Despite the gravity of the situation, the global health body does not recommend a return to blanket lockdowns. A stoppage such as last March was not "sustainable", Kluge said, ruling out an indefinite confinement because the damage to people was "too high".

Everything should be done to keep schools open, he added.

Record new case numbers

New infections hit record daily highs on Thursday in Germany, the Czech Republic, Italy and Poland. Slovakia, Slovenia, Croatia and Bosnia also announced record daily case numbers. The Czech Republic, Belgium, the Netherlands, Spain, France and Britain are among the countries causing particular concern.

The World Health Organization said there were more than 700,000 new COVID-19 cases reported in Europe last week, a jump of 34% compared to the previous week, with Britain, France, Russia and Spain accounting for more than half of new infections recorded in the region.

France is among the latest European countries to tighten restrictions, imposing nighttime curfews in nine cities and metropolitan areas from the coming weekend. President Macron's announcement was followed on Thursday by more measures outlined by Prime Minister Jean Castex.

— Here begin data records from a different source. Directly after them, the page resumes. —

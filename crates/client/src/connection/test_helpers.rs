// SPDX-License-Identifier: MIT
// Copyright (c) 2026 Alfred Jean LLC

//! Shared test helpers for connection tests.

#![allow(clippy::unwrap_used)]

use std::sync::{Arc, Mutex};
use std::time::Duration;

use dw_core::protocol::{MESSAGE_SEPARATOR, PART_SEPARATOR};
use dw_core::{ConnectionState, Event, Topic};
use tokio::runtime::Handle;
use tokio::sync::mpsc;

use super::{Connection, SharedConnectionState, Transport, TransportError, TransportFactory, TransportFuture};
use crate::config::ClientConfig;
use crate::escalation::ErrorPolicy;
use crate::timeout::TimeoutRegistry;

/// Builds one wire message from its parts.
pub fn frame(parts: &[&str]) -> String {
    let separator = PART_SEPARATOR.to_string();
    let mut out = parts.join(separator.as_str());
    out.push(MESSAGE_SEPARATOR);
    out
}

/// Lets spawned session tasks run until they are all idle.
///
/// Under a paused clock the runtime only advances time once every task is
/// blocked, so a short sleep returns after the sessions have settled.
pub async fn settle() {
    tokio::time::sleep(Duration::from_millis(1)).await;
}

#[derive(Default)]
struct NetworkState {
    urls: Vec<String>,
    sent: Vec<String>,
    opens: usize,
    closes: usize,
    fail_opens: usize,
    severed: bool,
    inbound: Option<mpsc::UnboundedSender<Option<String>>>,
}

/// Scripted server side shared by every [`MockTransport`] a factory creates.
#[derive(Clone, Default)]
pub struct MockNetwork {
    state: Arc<Mutex<NetworkState>>,
}

impl MockNetwork {
    pub fn new() -> Self {
        Self::default()
    }

    pub fn factory(&self) -> TransportFactory {
        let network = self.clone();
        Arc::new(move || {
            Box::new(MockTransport {
                network: network.clone(),
                inbound: None,
            }) as Box<dyn Transport>
        })
    }

    /// Delivers a raw frame to the live transport.
    pub fn push(&self, raw: impl Into<String>) {
        let state = self.state.lock().unwrap();
        if let Some(tx) = &state.inbound {
            let _ = tx.send(Some(raw.into()));
        }
    }

    /// Delivers one message built from parts.
    pub fn server(&self, parts: &[&str]) {
        self.push(frame(parts));
    }

    /// Closes the live transport from the server side.
    pub fn drop_connection(&self) {
        let mut state = self.state.lock().unwrap();
        if let Some(tx) = state.inbound.take() {
            let _ = tx.send(None);
        }
    }

    /// Breaks the live socket silently: nothing arrives and it reports
    /// itself closed, but the client only notices when it next writes.
    pub fn sever(&self) {
        self.state.lock().unwrap().severed = true;
    }

    /// Makes the next `n` opens fail.
    pub fn fail_next_opens(&self, n: usize) {
        self.state.lock().unwrap().fail_opens = n;
    }

    /// Every frame the client wrote, in order.
    pub fn sent(&self) -> Vec<String> {
        self.state.lock().unwrap().sent.clone()
    }

    pub fn clear_sent(&self) {
        self.state.lock().unwrap().sent.clear();
    }

    pub fn opens(&self) -> usize {
        self.state.lock().unwrap().opens
    }

    pub fn closes(&self) -> usize {
        self.state.lock().unwrap().closes
    }

    /// URLs of every open attempt, including failed ones.
    pub fn urls(&self) -> Vec<String> {
        self.state.lock().unwrap().urls.clone()
    }
}

/// Mock transport for testing without real sockets.
pub struct MockTransport {
    network: MockNetwork,
    inbound: Option<mpsc::UnboundedReceiver<Option<String>>>,
}

impl Transport for MockTransport {
    fn open(&mut self, url: &str) -> TransportFuture<'_, ()> {
        let url = url.to_string();
        Box::pin(async move {
            let rx = {
                let mut state = self.network.state.lock().unwrap();
                state.urls.push(url);
                if state.fail_opens > 0 {
                    state.fail_opens -= 1;
                    return Err(TransportError::ConnectionFailed("mock refused".into()));
                }
                let (tx, rx) = mpsc::unbounded_channel();
                state.inbound = Some(tx);
                state.severed = false;
                state.opens += 1;
                rx
            };
            self.inbound = Some(rx);
            Ok(())
        })
    }

    fn close(&mut self) -> TransportFuture<'_, ()> {
        Box::pin(async move {
            if self.inbound.take().is_some() {
                self.network.state.lock().unwrap().closes += 1;
            }
            Ok(())
        })
    }

    fn send(&mut self, frame: String) -> TransportFuture<'_, ()> {
        Box::pin(async move {
            if self.inbound.is_none() {
                return Err(TransportError::ConnectionClosed);
            }
            self.network.state.lock().unwrap().sent.push(frame);
            Ok(())
        })
    }

    fn recv(&mut self) -> TransportFuture<'_, Option<String>> {
        Box::pin(async move {
            let rx = self.inbound.as_mut().ok_or(TransportError::ConnectionClosed)?;
            match rx.recv().await {
                Some(Some(frame)) => Ok(Some(frame)),
                Some(None) | None => Ok(None),
            }
        })
    }

    fn is_open(&self) -> bool {
        self.inbound.is_some() && !self.network.state.lock().unwrap().severed
    }
}

pub type Recorded<T> = Arc<Mutex<Vec<T>>>;

/// A connection wired to a [`MockNetwork`], recording state changes and
/// escalations.
pub struct Harness {
    pub connection: Connection,
    pub network: MockNetwork,
    pub shared: Arc<SharedConnectionState>,
    pub timeouts: TimeoutRegistry,
    pub errors: Arc<ErrorPolicy>,
    pub states: Recorded<ConnectionState>,
    pub reports: Recorded<(Topic, Event, String)>,
}

/// Harness with a runtime error handler that records every escalation.
pub fn harness(config: ClientConfig) -> Harness {
    let h = harness_without_handler(config);
    let sink = Arc::clone(&h.reports);
    h.errors
        .set_handler(Arc::new(move |topic: Topic, event: &Event, message: &str| {
            sink.lock()
                .unwrap()
                .push((topic, event.clone(), message.to_string()));
        }));
    h
}

/// Harness where escalations are unhandled and therefore fatal.
pub fn harness_without_handler(config: ClientConfig) -> Harness {
    let network = MockNetwork::new();
    let shared = Arc::new(SharedConnectionState::new());
    let errors = Arc::new(ErrorPolicy::new(Arc::clone(&shared)));
    let timeouts = TimeoutRegistry::new(
        Arc::clone(&errors),
        Handle::current(),
        config.ack_timeout(),
        config.rpc_response_timeout(),
    );
    let connection = Connection::new(
        config,
        Arc::clone(&shared),
        timeouts.clone(),
        Arc::clone(&errors),
        network.factory(),
        Handle::current(),
    );

    let states: Recorded<ConnectionState> = Arc::new(Mutex::new(Vec::new()));
    let sink = Arc::clone(&states);
    connection.add_listener(Arc::new(move |state: ConnectionState| {
        sink.lock().unwrap().push(state);
    }));

    Harness {
        connection,
        network,
        shared,
        timeouts,
        errors,
        states,
        reports: Arc::new(Mutex::new(Vec::new())),
    }
}

impl Harness {
    pub fn states(&self) -> Vec<ConnectionState> {
        self.states.lock().unwrap().clone()
    }

    pub fn reports(&self) -> Vec<(Topic, Event, String)> {
        self.reports.lock().unwrap().clone()
    }

    /// Connects and completes the challenge so the server awaits credentials.
    pub async fn awaiting_auth(&self) {
        self.connection.connect().unwrap();
        settle().await;
        assert_eq!(self.connection.state(), ConnectionState::AwaitingAuthentication);
    }

    /// Logs in and accepts, leaving the connection open.
    pub async fn open(&self) {
        self.awaiting_auth().await;
        self.connection
            .authenticate(serde_json::json!({"user": "ada"}), None)
            .unwrap();
        settle().await;
        self.network.server(&["A", "A"]);
        settle().await;
        assert_eq!(self.connection.state(), ConnectionState::Open);
    }
}

/// Test configuration: fast, predictable reconnects.
pub fn test_config() -> ClientConfig {
    ClientConfig {
        url: "ws://mock/deepstream".to_string(),
        max_reconnect_attempts: 2,
        reconnect_interval_increment_ms: 100,
        max_reconnect_interval_ms: 1000,
        ack_timeout_ms: 500,
        rpc_response_timeout_ms: 2000,
        max_login_attempts: 0,
    }
}
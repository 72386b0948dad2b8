// SPDX-License-Identifier: MIT
// Copyright (c) 2026 Alfred Jean LLC

//! Error types for frame parsing.

use thiserror::Error;

/// All possible errors raised while decoding protocol frames.
#[derive(Debug, Error)]
pub enum Error {
    #[error("empty frame")]
    EmptyFrame,

    #[error("unknown topic: '{0}'")]
    UnknownTopic(String),

    #[error("unknown action: '{0}'")]
    UnknownAction(String),

    #[error("message has no action: '{0}'")]
    MissingAction(String),

    #[error("invalid typed data: '{0}'\n  hint: typed data starts with one of S, O, N, T, F, L, U")]
    InvalidTypedData(String),

    #[error("json error: {0}")]
    Json(#[from] serde_json::Error),
}

/// A specialized Result type for dw-core operations.
pub type Result<T> = std::result::Result<T, Error>;

#[cfg(test)]
#[path = "error_tests.rs"]
mod tests;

More than half of England's population will also be living under tougher measures, as the alert level is raised in several areas including London.

Other countries to introduce stricter measures in recent days include Italy, the Netherlands and the Czech Republic. Germany and Belgium are among those considering taking action because of a rise in virus cases.

Madrid restricted travel last weekend after declaring a state of emergency, while Catalonia and Northern Ireland became the latest regions to impose new restrictions.

WHO Europe includes 53 countries, including Russia and central Asian nations. Among member countries over 7.25 million COVID-19 cases and nearly 250,000 deaths have been recorded.